26-Year Old Rats Strengthen Evolutionary Theory of Aging

21 years ago

8628  0
Posted on Nov 22, 2002, 9 a.m. By Bill Freeman

Cornell biologists believe that a laboratory colonies of rats known as a naked mole-rats (Heterocephalus glaber), some of which are older than 26-year-old, are a perfect example of the evolutionary theory of senescence, or aging. The theory suggests that over time natural selection has acted on the genomes of species to cause their bodies to senesce at a specific rate, for example mice senesce much more quickly than humans, thus there lifespan is much shorter.
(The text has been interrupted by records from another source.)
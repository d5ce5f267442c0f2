//! Error types for governance policy loading

use custos_core::ErrorKind;
use std::path::PathBuf;

/// Policy loading and validation errors
#[derive(Debug, thiserror::Error)]
pub enum PolicyError {
    /// Policy file could not be read
    #[error("io error reading {path}: {source}")]
    Io {
        path: PathBuf,
        #[source]
        source: std::io::Error,
    },

    /// Policy document could not be parsed
    #[error("failed to parse {format} policy: {message}")]
    Parse { format: &'static str, message: String },

    /// File extension is neither YAML nor TOML
    #[error("unsupported policy format: '{0}'")]
    UnsupportedFormat(String),

    /// Thresholds are inconsistent
    #[error("invalid policy: {0}")]
    Invalid(String),

    /// Environment override could not be applied
    #[error("invalid override {key}='{value}': {reason}")]
    Override {
        key: String,
        value: String,
        reason: String,
    },

    /// Policy source failed
    #[error("policy source unavailable: {0}")]
    Source(String),
}

impl PolicyError {
    /// Create IO error for path
    pub fn io(path: impl Into<PathBuf>, source: std::io::Error) -> Self {
        Self::Io {
            path: path.into(),
            source,
        }
    }

    /// Create override error
    pub fn override_error(
        key: impl Into<String>,
        value: impl Into<String>,
        reason: impl Into<String>,
    ) -> Self {
        Self::Override {
            key: key.into(),
            value: value.into(),
            reason: reason.into(),
        }
    }

    /// Taxonomy kind
    #[inline]
    #[must_use]
    pub fn kind(&self) -> ErrorKind {
        ErrorKind::Configuration
    }

    /// Check if a later reload might succeed
    #[inline]
    #[must_use]
    pub fn is_retryable(&self) -> bool {
        matches!(self, Self::Io { .. } | Self::Source(_))
    }
}

/// Result type for policy operations
pub type Result<T> = std::result::Result<T, PolicyError>;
Cornell biologists believe that a laboratory colonies of rats known as a naked mole-rats (Heterocephalus glaber), some of which are older than 26-year-old, are a perfect example of the evolutionary theory of senescence, or aging. The theory suggests that over time natural selection has acted on the genomes of species to cause their bodies to senesce at a specific rate, for example mice senesce much more quickly than humans, thus there lifespan is much shorter.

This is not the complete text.